### THE TASK:
Reproduce exactly the lines of the material beneath, from the line that contains "4, &[], &[0u8; 64])));" to the line that contains "let ihl = 5 + options.len() / 4;", both included, and no other lines.

### EXERCISE DATA:
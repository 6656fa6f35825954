//! Synthetic frame replay for exercising the rule catalogue
//!
//! Builds one or more crafted frames per detection rule and feeds them
//! through the worker pool, then prints the resulting alerts. Useful for
//! smoke-testing a config file: every enabled rule should appear in the
//! output at least once.

use std::collections::HashMap;
use std::net::Ipv4Addr;

use framewatch::{BufferedSink, Config, WorkerPool};

/// TCP flags
const TCP_FIN: u8 = 0x01;
const TCP_SYN: u8 = 0x02;
const TCP_ACK: u8 = 0x10;
const TCP_PSH: u8 = 0x08;

const SRC: Ipv4Addr = Ipv4Addr::new(192, 168, 1, 100);
const DST: Ipv4Addr = Ipv4Addr::new(10, 0, 0, 1);

fn main() -> anyhow::Result<()> {
    tracing_subscriber::fmt()
        .with_env_filter(
            tracing_subscriber::EnvFilter::try_from_default_env()
                .unwrap_or_else(|_| tracing_subscriber::EnvFilter::new("info")),
        )
        .init();

    let args: Vec<String> = std::env::args().collect();
    let as_json = args.iter().any(|a| a == "--json");
    let config = match args.iter().position(|a| a == "--config") {
        Some(i) => {
            let path = args
                .get(i + 1)
                .ok_or_else(|| anyhow::anyhow!("--config requires a path"))?;
            Config::from_file(path)?
        }
        None => Config::default(),
    };

    let sink = BufferedSink::new(config.sink.buffer_capacity);
    let mut pool = WorkerPool::start(config, sink.clone());

    let frames = build_frames();
    println!("Replaying {} synthetic frames...", frames.len());
    for (label, frame) in &frames {
        tracing::debug!(label, "submitting frame");
        pool.submit(frame)?;
    }
    pool.shutdown()?;

    let alerts = sink.drain();
    println!("\n{} alerts:", alerts.len());

    let mut by_rule: HashMap<String, u64> = HashMap::new();
    for alert in &alerts {
        *by_rule.entry(alert.rule.to_string()).or_insert(0) += 1;
        if as_json {
            println!("{}", serde_json::to_string(alert)?);
        } else {
            println!(
                "  [{}] {} {} -> {} {}",
                alert.severity, alert.rule, alert.src_ip, alert.dst_ip, alert.message
            );
        }
    }

    println!("\nBy rule:");
    let mut counts: Vec<_> = by_rule.iter().collect();
    counts.sort_by_key(|(_, v)| std::cmp::Reverse(**v));
    for (rule, count) in counts {
        println!("  {}: {}", rule, count);
    }

    Ok(())
}

/// One labelled frame per catalogue family
fn build_frames() -> Vec<(&'static str, Vec<u8>)> {
    let mut frames: Vec<(&'static str, Vec<u8>)> = Vec::new();

    // IP layer
    frames.push(("unknown_protocol", build_ip_frame(SRC, DST, 200, 0, false, 0, &[], &[0u8; 8])));
    frames.push(("land", build_tcp_frame(DST, DST, 80, 80, TCP_SYN, &[])));
    frames.push(("length_mismatch", {
        let mut f = build_tcp_frame(SRC, DST, 1234, 80, TCP_SYN, &[]);
        // Declare 4 more bytes than the frame carries
        let total = (f.len() - 14 + 4) as u16;
        f[16] = (total >> 8) as u8;
        f[17] = (total & 0xff) as u8;
        f
    }));
    frames.push(("short_header", {
        let mut f = build_tcp_frame(SRC, DST, 1234, 80, TCP_SYN, &[]);
        f[14] = 0x44; // ihl = 4, below minimum
        f
    }));

    // IP options
    for (label, opt) in [
        ("opt_security", 130u8),
        ("opt_loose_route", 131),
        ("opt_record_route", 7),
        ("opt_stream_id", 136),
        ("opt_strict_route", 137),
        ("opt_timestamp", 68),
    ] {
        frames.push((label, build_ip_frame(SRC, DST, 1, 0, false, 0, &[opt, 4, 0, 0], &[0u8; 8])));
    }
    // Option length octet of 1 can never be valid
    frames.push(("opt_malformed", build_ip_frame(SRC, DST, 1, 0, false, 0, &[7, 1, 0, 0], &[0u8; 8])));

    // Fragmentation
    frames.push(("frag_first", build_ip_frame(SRC, DST, 17, 0x0042, true, 0, &[], &[0u8; 64])));
    frames.push(("frag_dup_offset", build_ip_frame(SRC, DST, 17, 0x0042, true, 0, &[], &[0u8; 64])));
    frames.push(("frag_overlap", build_ip_frame(SRC, DST, 17, 0x0042, true, 4, &[], &[0u8; 64])));
    frames.push(("frag_huge_offset", build_ip_frame(SRC, DST, 17, 0x0043, false, 8189, &[], &[0u8; 64])));

    // ICMP probe types
    for (label, icmp_type) in [
        ("icmp_source_quench", 4u8),
        ("icmp_ts_request", 13),
        ("icmp_ts_reply", 14),
        ("icmp_info_request", 15),
        ("icmp_info_reply", 16),
        ("icmp_mask_request", 17),
        ("icmp_mask_reply", 18),
    ] {
        frames.push((label, build_icmp_frame(SRC, DST, icmp_type, 0, 16)));
    }
    frames.push(("icmp_too_large", build_icmp_frame(SRC, DST, 8, 0, 1400)));

    // UDP
    frames.push(("udp_short", build_udp_frame(SRC, DST, 1234, 53, 4, 0)));
    frames.push(("udp_bomb", build_udp_frame(SRC, DST, 1234, 53, 65535, 16)));

    // TCP flag anomalies
    frames.push(("tcp_null", build_tcp_frame(SRC, DST, 1234, 80, 0, &[])));
    frames.push(("tcp_syn_fin", build_tcp_frame(SRC, DST, 1234, 80, TCP_SYN | TCP_FIN, &[])));
    frames.push(("tcp_fin_no_ack", build_tcp_frame(SRC, DST, 1234, 80, TCP_FIN, &[])));

    // FTP PORT announcing a privileged data port
    frames.push((
        "ftp_improper_port",
        build_tcp_frame(SRC, DST, 40000, 21, TCP_ACK | TCP_PSH, b"PORT 192,168,1,100,0,20\r\n"),
    ));

    frames
}

fn build_ip_frame(
    src: Ipv4Addr,
    dst: Ipv4Addr,
    protocol: u8,
    identification: u16,
    more_fragments: bool,
    fragment_offset: u16,
    options: &[u8],
    payload: &[u8],
) -> Vec<u8> {
    assert!(options.len() % 4 == 0);
    let ihl = 5 + options.len() / 4;
    let total_length = (ihl * 4 + payload.len()) as u16;

    let mut f = Vec::with_capacity(14 + total_length as usize);
    // Ethernet header
    f.extend_from_slice(&[0x00, 0x00, 0x00, 0x00, 0x00, 0x00]);
    f.extend_from_slice(&[0x00, 0x00, 0x00, 0x00, 0x00, 0x01]);
    f.extend_from_slice(&[0x08, 0x00]);
    // IP header
    f.push(0x40 | ihl as u8);
    f.push(0);
    f.extend_from_slice(&total_length.to_be_bytes());
    f.extend_from_slice(&identification.to_be_bytes());
    let frag_word = (if more_fragments { 0x2000 } else { 0 }) | (fragment_offset & 0x1fff);
    f.extend_from_slice(&frag_word.to_be_bytes());
    f.push(64); // ttl
    f.push(protocol);
    f.extend_from_slice(&[0, 0]); // checksum, not verified
    f.extend_from_slice(&src.octets());
    f.extend_from_slice(&dst.octets());
    f.extend_from_slice(options);
    f.extend_from_slice(payload);
    f
}

fn build_tcp_frame(
    src: Ipv4Addr,
    dst: Ipv4Addr,
    src_port: u16,
    dst_port: u16,
    flags: u8,
    payload: &[u8],
) -> Vec<u8> {
    let mut tcp = Vec::with_capacity(20 + payload.len());
    tcp.extend_from_slice(&src_port.to_be_bytes());
    tcp.extend_from_slice(&dst_port.to_be_bytes());
    tcp.extend_from_slice(&1000u32.to_be_bytes()); // seq
    tcp.extend_from_slice(&0u32.to_be_bytes()); // ack
    tcp.push(0x50); // data offset 5
    tcp.push(flags);
    tcp.extend_from_slice(&65535u16.to_be_bytes()); // window
    tcp.extend_from_slice(&[0, 0, 0, 0]); // checksum, urgent
    tcp.extend_from_slice(payload);
    build_ip_frame(src, dst, 6, 1, false, 0, &[], &tcp)
}

fn build_udp_frame(
    src: Ipv4Addr,
    dst: Ipv4Addr,
    src_port: u16,
    dst_port: u16,
    declared_length: u16,
    payload_len: usize,
) -> Vec<u8> {
    let mut udp = Vec::with_capacity(8 + payload_len);
    udp.extend_from_slice(&src_port.to_be_bytes());
    udp.extend_from_slice(&dst_port.to_be_bytes());
    udp.extend_from_slice(&declared_length.to_be_bytes());
    udp.extend_from_slice(&[0, 0]); // checksum
    udp.extend(std::iter::repeat(0u8).take(payload_len));
    build_ip_frame(src, dst, 17, 1, false, 0, &[], &udp)
}

fn build_icmp_frame(
    src: Ipv4Addr,
    dst: Ipv4Addr,
    icmp_type: u8,
    code: u8,
    payload_len: usize,
) -> Vec<u8> {
    let mut icmp = Vec::with_capacity(8 + payload_len);
    icmp.push(icmp_type);
    icmp.push(code);
    icmp.extend_from_slice(&[0, 0]); // checksum
    icmp.extend_from_slice(&[0, 1, 0, 1]); // id, seq
    icmp.extend(std::iter::repeat(0u8).take(payload_len));
    build_ip_frame(src, dst, 1, 1, false, 0, &[], &icmp)
}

### RESPONSE BOX:
    frames.push(("frag_overlap", build_ip_frame(SRC, DST, 17, 0x0042, true, 4, &[], &[0u8; 64])));
    frames.push(("frag_huge_offset", build_ip_frame(SRC, DST, 17, 0x0043, false, 8189, &[], &[0u8; 64])));

    // ICMP probe types
    for (label, icmp_type) in [
        ("icmp_source_quench", 4u8),
        ("icmp_ts_request", 13),
        ("icmp_ts_reply", 14),
        ("icmp_info_request", 15),
        ("icmp_info_reply", 16),
        ("icmp_mask_request", 17),
        ("icmp_mask_reply", 18),
    ] {
        frames.push((label, build_icmp_frame(SRC, DST, icmp_type, 0, 16)));
    }
    frames.push(("icmp_too_large", build_icmp_frame(SRC, DST, 8, 0, 1400)));

    // UDP
    frames.push(("udp_short", build_udp_frame(SRC, DST, 1234, 53, 4, 0)));
    frames.push(("udp_bomb", build_udp_frame(SRC, DST, 1234, 53, 65535, 16)));

    // TCP flag anomalies
    frames.push(("tcp_null", build_tcp_frame(SRC, DST, 1234, 80, 0, &[])));
    frames.push(("tcp_syn_fin", build_tcp_frame(SRC, DST, 1234, 80, TCP_SYN | TCP_FIN, &[])));
    frames.push(("tcp_fin_no_ack", build_tcp_frame(SRC, DST, 1234, 80, TCP_FIN, &[])));

    // FTP PORT announcing a privileged data port
    frames.push((
        "ftp_improper_port",
        build_tcp_frame(SRC, DST, 40000, 21, TCP_ACK | TCP_PSH, b"PORT 192,168,1,100,0,20\r\n"),
    ));

    frames
}

fn build_ip_frame(
    src: Ipv4Addr,
    dst: Ipv4Addr,
    protocol: u8,
    identification: u16,
    more_fragments: bool,
    fragment_offset: u16,
    options: &[u8],
    payload: &[u8],
) -> Vec<u8> {
    assert!(options.len() % 4 == 0);
    let ihl = 5 + options.len() / 4;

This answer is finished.